One of my favorite memories is listening to her sing the Badfinger song, “Day After Day” which even now immediately evokes her memory. If I catch it at the right moment, it reduces me to tears. She had a very pleasant singing voice, and this remains the song that I, and several classmates, most associate with her. Nilsson’s “Without You” is a very close second.
We’d met years before. Our families knew each other well. Sharon’s sister Kathy and cousin Diane were very good friends of my sister Paula. They frequently visited our home, and Sharon would often join them. Sharon and I were close from the time we met, and our friendship never wavered. We walked together from St. Malachy’s to Wildwood School for our Sunday morning CCD classes, laughing about one silly thing or another. Developing a crush on her felt inevitable. More than once, I dreamt of us as “grown-ups,” married and enjoying a life of joy and laughter. To this day, I have a particular weakness for laughing women that I’m certain originated with Sharon.
The morning after the accident, my sister got the fateful phone call from the Hennessys. She came downstairs and told all of us what had happened. I knew right then that my life had just changed forever. And sure enough, to this day, 50 years since the terrible night she was lost to us, not a day has gone by that I haven’t thought of her. Though our relationship never turned into a boyfriend/ girlfriend connection, she was by any measure my first love.

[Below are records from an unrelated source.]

/// Result of one claim/execute cycle.
#[derive(Debug, Clone, Serialize)]
pub struct RunNextResult {
    pub run_id: i64,
    pub outcome: CycleOutcome,
    pub step_id: Option<i64>,
    pub agent_name: Option<AgentName>,
    pub run_status: RunStatus,
    /// True when another cycle can start right away: the run is active,
    /// nothing is running and queued steps remain.
    pub continue_run: bool,
    pub detail: Option<String>,
}

enum StepDecision {
    Complete,
    Fail { code: String },
    Defer,
    Rewrite,
}

struct Finalized {
    outcome: CycleOutcome,
    detail: Option<String>,
}

/// Claims and executes lead run steps, one step per call.
///
/// Every queued→running transition happens inside a `BEGIN IMMEDIATE`
/// transaction, which holds the database write lock for the duration of the
/// claim. Two workers racing on the same run therefore serialize: the second
/// one sees the step already running and backs off.
pub struct LeadRunExecutor {
    agents: AgentRegistry,
    settings: ExecutorSettings,
}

When I arrived at Doyle Funeral Home near Mitre – the first wake and funeral I’d ever attended – her father grabbed me in a bear hug, nearly lifting me off the ground, and said, “You must be David. Sharon really loved you. She talked about you all the time.” I don’t know if that was exactly what I needed to hear or the last thing I needed to hear given my unspoken feelings for her. To think there was a chance she reciprocated my feelings was overwhelming to me at 13. I cried for most of the next month. It was a horrible time, like being forced to grow up too suddenly and without any warning.
Virtually our entire class was there, all appearing shellshocked. Lots of them were in a room in the basement of the funeral home, crying. My mother still describes it as the night Burlington lost its innocence. Her passing was a loss that at some level I’m still trying to process. I loved her. The world lost someone truly special that night and we are all the poorer for it.
Ted Hennessy, Sharon’s brother, became my coworker for a while. I shared with him all that I remembered of her. He said “David, I was four years old when she passed. I have very few memories of her.” He thanked me for sharing my recollections. Tragically, Ted boarded an airplane in 2001 — one of the planes that hit the World Trade Center. I’ve remained fortunate over the years to have kept a connection to the Hennessy family. I deeply admire their strength in what could only be considered unfathomable losses.
Dave Murgo, then and now:
The other victim, Judy Miller, suffered fractures to her legs, shoulder, pelvis and arm, damaged vertebrae and internal bleeding. Yet she forged ahead and became a pediatric oncology nurse at Boston Children’s Hospital before launching her own practice in New Hampshire. She also taught Sunday school and became a deacon at the Presbyterian church in Windham, NH. Moreover, she became chapter president of a group for adults and children with attention deficit disorder. She died from pancreatic cancer in 2019.
. . . and she did indeed follow through on her yearbook ambition to be with high school sweetheart David Holt. In fact, she married him the same year she graduated, 1975.